Ma il regime totalitario-sanitario diventò davvero efferato quando affrontò la poderosa crisi economica e sociale che il contagio aveva creato, il fallimento di milioni di attività, la perdita del lavoro per milioni di lavoratori, la miseria e la fame. Dopo aver promesso interventi statali a protezione, a sostegno, dei tanti rimasti per terra, dopo aver promesso redditi e finanziamenti per ripartire, le casse si vuotarono, e allora si decise dopo un prelievo forzoso in forma di patrimoniale, di adottare un rimedio più radicale. Azzerare ogni stipendio, tutti ricevono lo stesso reddito universale di cittadinanza. Ovvero a ciascuno secondo i suoi bisogni. Negato ogni riconoscimento ai meriti e alle capacità, agli studi e ai curricula, all’inventiva e all’intraprendenza. Si avverava così l’utopia del comunismo, ma veniva chiamata in altro nome per rassicurare la gente; e veniva promossa da gente che non veniva dal comunismo ma dal nulla o dal circo. A’ livella diventò l’inno universale, acclamato dai nuovi proletari affamati. Nessun regime, neanche il più sanguinario, era riuscito a estendere in modo così radicale il controllo totalitario e il reddito egualitario. Ci riuscì la paura del contagio e la crisi che ne seguì. Si affacciò allora il sospetto che il virus fosse stato indotto o almeno veicolato, manipolato, cavalcato. E che gli stessi paesi da cui era partito prendessero il sopravvento estendendo il regime comunista all’occidente.
Infine, la miseria economica e sociale, i sussidi di stato e il controllo a scopo sanitario, produssero di fatto l’estinzione delle sovranità politiche, popolari e nazionali e il trasferimento del potere a un protettorato medico-economico-tecnocratico che garantiva i flussi finanziari, i divieti e il bilancio. Fu così che il comunismo cooptò gli oligarchi della finanza.

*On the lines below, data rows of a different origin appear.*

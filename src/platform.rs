//! Platform-specific key bindings

use crossterm::event::KeyModifiers;

/// Platform-appropriate modifier for copy/draft shortcuts
/// - macOS: SUPER (Cmd key)
/// - Linux/Windows: CONTROL (Ctrl key)
#[cfg(target_os = "macos")]
pub const COPY_MODIFIER: KeyModifiers = KeyModifiers::SUPER;

#[cfg(not(target_os = "macos"))]
pub const COPY_MODIFIER: KeyModifiers = KeyModifiers::CONTROL;

/// Continue shortcut display for form help text
/// Ctrl+S works on all platforms (Enter also continues)
pub const CONTINUE_SHORTCUT: &str = "Ctrl+S";

/// Save as draft shortcut display
/// - macOS: "Cmd+D"
/// - Linux/Windows: "Ctrl+D"
#[cfg(target_os = "macos")]
pub const DRAFT_SHORTCUT: &str = "Cmd+D";

#[cfg(not(target_os = "macos"))]
pub const DRAFT_SHORTCUT: &str = "Ctrl+D";

/// Start-over shortcut display
pub const RESET_SHORTCUT: &str = "Ctrl+R";

/// Calculator shortcut display, available from every view
pub const CALCULATOR_SHORTCUT: &str = "Ctrl+K";
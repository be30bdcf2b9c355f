//! Step identities, track variants and step fragments

use super::session::{
    BasicInfo, Deductions, DocumentSet, Expenses, FbrCredentials, IncomeDetails, TaxCredits,
    WealthStatement,
};
use serde::{Deserialize, Serialize};

/// Every step that can appear in a filing flow
#[derive(Debug, Clone, Copy, PartialEq, Eq, Hash)]
pub enum StepId {
    TaxYear,
    FilingMethod,
    PersonalInfo,
    Income,
    TaxCredits,
    Deductions,
    WealthStatement,
    Expenses,
    UploadDocuments,
    Review,
    FbrSubmission,
}

impl StepId {
    pub fn title(&self) -> &'static str {
        match self {
            Self::TaxYear => "Tax Year",
            Self::FilingMethod => "Filing Method",
            Self::PersonalInfo => "Personal Info",
            Self::Income => "Income",
            Self::TaxCredits => "Tax Credits",
            Self::Deductions => "Deductions",
            Self::WealthStatement => "Wealth Statement",
            Self::Expenses => "Expenses",
            Self::UploadDocuments => "Upload Documents",
            Self::Review => "Review",
            Self::FbrSubmission => "FBR Submission",
        }
    }

    /// Steps whose validation is skipped in lenient mode (business
    /// detail entry and business portfolio)
    pub fn validation_relaxable(&self) -> bool {
        matches!(self, Self::Income | Self::WealthStatement)
    }
}

const UNDECIDED_STEPS: &[StepId] = &[StepId::TaxYear, StepId::FilingMethod];

const ONLINE_STEPS: &[StepId] = &[
    StepId::TaxYear,
    StepId::FilingMethod,
    StepId::PersonalInfo,
    StepId::Income,
    StepId::TaxCredits,
    StepId::Deductions,
    StepId::WealthStatement,
    StepId::Expenses,
    StepId::Review,
    StepId::FbrSubmission,
];

const DOCUMENT_UPLOAD_STEPS: &[StepId] = &[
    StepId::TaxYear,
    StepId::FilingMethod,
    StepId::PersonalInfo,
    StepId::UploadDocuments,
    StepId::FbrSubmission,
];

/// Filing method picked at the branch point
#[derive(Debug, Clone, Copy, PartialEq, Eq, Serialize, Deserialize)]
#[serde(rename_all = "kebab-case")]
pub enum FilingMethod {
    Online,
    DocumentUpload,
}

impl FilingMethod {
    pub const ALL: [FilingMethod; 2] = [FilingMethod::Online, FilingMethod::DocumentUpload];

    /// Picker labels, in `ALL` order
    pub const LABELS: &'static [&'static str] =
        &[FilingMethod::ALL[0].label(), FilingMethod::ALL[1].label()];

    pub const fn label(&self) -> &'static str {
        match self {
            Self::Online => "File online (itemized)",
            Self::DocumentUpload => "Upload documents",
        }
    }

    pub fn from_label(label: &str) -> Option<Self> {
        Self::ALL.into_iter().find(|m| m.label() == label)
    }
}

/// The active step sequence. Each variant owns a fixed step list.
#[derive(Debug, Clone, Copy, PartialEq, Eq, Default, Serialize, Deserialize)]
#[serde(rename_all = "kebab-case")]
pub enum FlowTrack {
    /// Before the filing method is chosen
    #[default]
    Undecided,
    Online,
    DocumentUpload,
}

impl FlowTrack {
    pub fn steps(&self) -> &'static [StepId] {
        match self {
            Self::Undecided => UNDECIDED_STEPS,
            Self::Online => ONLINE_STEPS,
            Self::DocumentUpload => DOCUMENT_UPLOAD_STEPS,
        }
    }

    pub fn step_count(&self) -> usize {
        self.steps().len()
    }

    /// Step at a 1-based index
    pub fn step_at(&self, index: usize) -> Option<StepId> {
        index
            .checked_sub(1)
            .and_then(|i| self.steps().get(i).copied())
    }

    pub fn descriptors(&self) -> Vec<StepDescriptor> {
        self.steps()
            .iter()
            .enumerate()
            .map(|(i, step)| StepDescriptor {
                index: i + 1,
                step: *step,
                title: step.title(),
            })
            .collect()
    }

    pub fn method(&self) -> Option<FilingMethod> {
        match self {
            Self::Undecided => None,
            Self::Online => Some(FilingMethod::Online),
            Self::DocumentUpload => Some(FilingMethod::DocumentUpload),
        }
    }
}

impl From<FilingMethod> for FlowTrack {
    fn from(method: FilingMethod) -> Self {
        match method {
            FilingMethod::Online => Self::Online,
            FilingMethod::DocumentUpload => Self::DocumentUpload,
        }
    }
}

/// Static metadata for one node of the active sequence
#[derive(Debug, Clone, Copy, PartialEq, Eq)]
pub struct StepDescriptor {
    pub index: usize,
    pub step: StepId,
    pub title: &'static str,
}

/// Validated data a step hands to the orchestrator on continue
#[derive(Debug, Clone, PartialEq, Eq)]
pub enum StepFragment {
    TaxYear(String),
    Method(FilingMethod),
    BasicInfo(BasicInfo),
    Income(IncomeDetails),
    Credits(TaxCredits),
    Deductions(Deductions),
    Wealth(WealthStatement),
    Expenses(Expenses),
    Documents(DocumentSet),
    Review,
    Credentials(FbrCredentials),
}

impl StepFragment {
    /// The step that owns this fragment's section
    pub fn step(&self) -> StepId {
        match self {
            Self::TaxYear(_) => StepId::TaxYear,
            Self::Method(_) => StepId::FilingMethod,
            Self::BasicInfo(_) => StepId::PersonalInfo,
            Self::Income(_) => StepId::Income,
            Self::Credits(_) => StepId::TaxCredits,
            Self::Deductions(_) => StepId::Deductions,
            Self::Wealth(_) => StepId::WealthStatement,
            Self::Expenses(_) => StepId::Expenses,
            Self::Documents(_) => StepId::UploadDocuments,
            Self::Review => StepId::Review,
            Self::Credentials(_) => StepId::FbrSubmission,
        }
    }
}

#[cfg(test)]
mod tests {
    use super::*;

    #[test]
    fn test_document_upload_track_has_five_steps() {
        let titles: Vec<_> = FlowTrack::DocumentUpload
            .descriptors()
            .iter()
            .map(|d| d.title)
            .collect();
        assert_eq!(
            titles,
            vec![
                "Tax Year",
                "Filing Method",
                "Personal Info",
                "Upload Documents",
                "FBR Submission"
            ]
        );
    }

    #[test]
    fn test_online_track_has_ten_steps() {
        assert_eq!(FlowTrack::Online.step_count(), 10);
        assert_eq!(FlowTrack::Online.step_at(10), Some(StepId::FbrSubmission));
    }

    #[test]
    fn test_tracks_share_the_prefix() {
        for track in [FlowTrack::Online, FlowTrack::DocumentUpload] {
            assert_eq!(&track.steps()[..2], FlowTrack::Undecided.steps());
        }
    }

    #[test]
    fn test_step_at_is_one_based() {
        assert_eq!(FlowTrack::Online.step_at(0), None);
        assert_eq!(FlowTrack::Online.step_at(1), Some(StepId::TaxYear));
        assert_eq!(FlowTrack::Online.step_at(11), None);
    }

    #[test]
    fn test_fragment_step_mapping() {
        assert_eq!(
            StepFragment::Method(FilingMethod::Online).step(),
            StepId::FilingMethod
        );
        assert_eq!(StepFragment::Review.step(), StepId::Review);
    }

    #[test]
    fn test_method_serializes_kebab_case() {
        let json = serde_json::to_string(&FlowTrack::DocumentUpload).unwrap();
        assert_eq!(json, "\"document-upload\"");
    }

    #[test]
    fn test_method_labels_follow_all() {
        for (method, label) in FilingMethod::ALL.iter().zip(FilingMethod::LABELS) {
            assert_eq!(method.label(), *label);
            assert_eq!(FilingMethod::from_label(label), Some(*method));
        }
        assert_eq!(FilingMethod::from_label("By post"), None);
    }
}
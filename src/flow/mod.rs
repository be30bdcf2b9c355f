//! Personal tax filing flow
//!
//! The flow is a small state machine over a fixed list of steps. Which
//! list applies depends on the filing method picked at the second step:
//! an itemized online return, or a document upload that skips itemization.
//! Both tracks end with the FBR credential submission step.

mod orchestrator;
mod session;
mod steps;
mod storage;

pub use orchestrator::{FlowOrchestrator, Transition};
pub use session::{
    BasicInfo, Deductions, DocumentEntry, DocumentSet, Expenses, FbrCredentials, FormSession,
    IncomeDetails, TaxCredits, WealthStatement,
};
pub use steps::{FilingMethod, FlowTrack, StepFragment, StepId};
pub use storage::{FileSessionStore, MemorySessionStore, SessionStorage};
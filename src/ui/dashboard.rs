//! Dashboard: the signed-in user's tax applications

use super::widgets::{format_date, render_scrollable_list};
use crate::app::App;
use crate::backend::ApplicationRecord;
use ratatui::{
    layout::{Constraint, Direction, Layout, Rect},
    style::{Color, Modifier, Style},
    text::{Line, Span},
    widgets::{Block, Borders, List, ListItem, Paragraph, Wrap},
    Frame,
};

/// Draw the dashboard
pub fn draw(frame: &mut Frame, area: Rect, app: &App) {
    let chunks = Layout::default()
        .direction(Direction::Horizontal)
        .constraints([Constraint::Min(0), Constraint::Length(30)])
        .split(area);

    draw_applications(frame, chunks[0], app);
    draw_profile_panel(frame, chunks[1], app);
}

fn status_color(status: &str) -> Color {
    match status {
        "draft" => Color::Yellow,
        "submitted" | "processing" => Color::Cyan,
        "completed" | "filed" => Color::Green,
        "rejected" => Color::Red,
        _ => Color::Gray,
    }
}

fn draw_applications(frame: &mut Frame, area: Rect, app: &App) {
    let title = format!(" My Tax Returns ({}) ", app.state.applications.len());

    if app.state.applications.is_empty() {
        let content = Paragraph::new(
            "No tax returns yet.\nPress 'n' to file a return or 'c' to estimate your tax.",
        )
        .style(Style::default().fg(Color::DarkGray))
        .block(
            Block::default()
                .title(title)
                .borders(Borders::ALL)
                .border_style(Style::default().fg(Color::Cyan)),
        );
        frame.render_widget(content, area);
        return;
    }

    let items: Vec<ListItem> = app
        .state
        .applications
        .iter()
        .enumerate()
        .map(|(idx, application)| {
            application_item(app, application, idx == app.state.selected_index)
        })
        .collect();

    let list = List::new(items).block(
        Block::default()
            .title(title)
            .borders(Borders::ALL)
            .border_style(Style::default().fg(Color::Cyan)),
    );

    render_scrollable_list(frame, area, list, app.state.selected_index);
}

fn application_item<'a>(
    app: &'a App,
    application: &'a ApplicationRecord,
    is_selected: bool,
) -> ListItem<'a> {
    let prefix = if is_selected { "▸ " } else { "  " };
    let style = if is_selected {
        Style::default().bg(Color::DarkGray)
    } else {
        Style::default()
    };

    let payment = app
        .state
        .submission_for(&application.id)
        .map(|s| s.payment_status.replace('_', " "))
        .unwrap_or_default();

    let header = Line::from(vec![
        Span::styled(prefix, style),
        Span::styled(
            application.tax_year.as_deref().unwrap_or("—").to_string(),
            Style::default()
                .fg(Color::White)
                .add_modifier(Modifier::BOLD),
        ),
        Span::raw(" "),
        Span::styled(
            format!("[{}]", application.status),
            Style::default().fg(status_color(&application.status)),
        ),
        Span::raw(" "),
        Span::styled(payment, Style::default().fg(Color::Magenta)),
    ]);
    let detail = Line::from(Span::styled(
        format!(
            "    Ref {}  ·  {}",
            application.reference_or_placeholder(),
            format_date(application.created_at.as_ref())
        ),
        Style::default().fg(Color::DarkGray),
    ));

    ListItem::new(vec![header, detail])
}

fn draw_profile_panel(frame: &mut Frame, area: Rect, app: &App) {
    let mut content = vec![Line::from("")];

    let name = app
        .state
        .profile
        .as_ref()
        .map(|p| p.full_name.as_str())
        .filter(|n| !n.is_empty());
    let email = app
        .state
        .session
        .as_ref()
        .map(|s| s.email.as_str())
        .unwrap_or("");

    content.push(Line::from(Span::styled(
        format!(" Welcome, {}", name.unwrap_or("taxpayer")),
        Style::default()
            .fg(Color::Cyan)
            .add_modifier(Modifier::BOLD),
    )));
    content.push(Line::from(Span::styled(
        format!(" {email}"),
        Style::default().fg(Color::DarkGray),
    )));

    if let Some(profile) = &app.state.profile {
        content.push(Line::from(""));
        if !profile.cnic.is_empty() {
            content.push(Line::from(vec![
                Span::styled(" CNIC  ", Style::default().fg(Color::DarkGray)),
                Span::raw(profile.cnic.clone()),
            ]));
        }
        if !profile.phone.is_empty() {
            content.push(Line::from(vec![
                Span::styled(" Phone ", Style::default().fg(Color::DarkGray)),
                Span::raw(profile.phone.clone()),
            ]));
        }
    }

    let drafts = app
        .state
        .applications
        .iter()
        .filter(|a| a.status == "draft")
        .count();
    let unpaid = app
        .state
        .submissions
        .iter()
        .filter(|s| s.payment_status == "unpaid")
        .count();

    content.push(Line::from(""));
    content.push(Line::from(Span::styled(
        "─".repeat(26),
        Style::default().fg(Color::DarkGray),
    )));
    content.push(Line::from(format!(" Drafts       {drafts}")));
    content.push(Line::from(format!(" Unpaid tax   {unpaid}")));
    content.push(Line::from(""));
    content.push(Line::from(Span::styled(
        " n  file a return",
        Style::default().fg(Color::Green),
    )));
    content.push(Line::from(Span::styled(
        " c  tax calculator",
        Style::default().fg(Color::DarkGray),
    )));

    let panel = Paragraph::new(content).wrap(Wrap { trim: false }).block(
        Block::default()
            .title(" Account ")
            .borders(Borders::ALL)
            .border_style(Style::default().fg(Color::DarkGray)),
    );
    frame.render_widget(panel, area);
}

#[cfg(test)]
mod tests {
    use super::*;

    #[test]
    fn test_status_color() {
        assert_eq!(status_color("draft"), Color::Yellow);
        assert_eq!(status_color("submitted"), Color::Cyan);
        assert_eq!(status_color("unknown"), Color::Gray);
    }
}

Col dispotismo maocapitalista furono insediati i cavalli di Troika, terne di comando costituite da un banchiere, un manipolatore mediatico e un militare. Sbaragliati i paesi sviluppati e smantellate le loro produzioni, ridotti alla fame i paesi che vivevano del petrolio, livellata la società e revocata la democrazia, il comunismo implicito era dominato da un clan di falsi scienziati e di veri satrapi.
Un raggio di sole filtrato nella stanza mi liberò dall’incubo ma restò negli occhi, nella mente, nei polmoni, in gola. Certo, sono cattivi pensieri; anche Paul Valéry scrisse i suoi Cattivi pensieri in tempo di cattività sotto la guerra mondiale e durante l’occupazione tedesca.
La dolcezza proibita di aprile, che era il mese più bello e più promettente – bello per la primavera che effonde, promettente per l’estate che annuncia – è diventato con la prigione domestica “il più crudele dei mesi”, come scrisse T.S. Eliot.
E il divieto di Resurrezione per motivi igienici, imposto nella Settimana Santa, ha reso ancora più atroce la detenzione. Se neghi a un uomo la Pasqua, nel nome della salute gli neghi la possibilità di salvezza.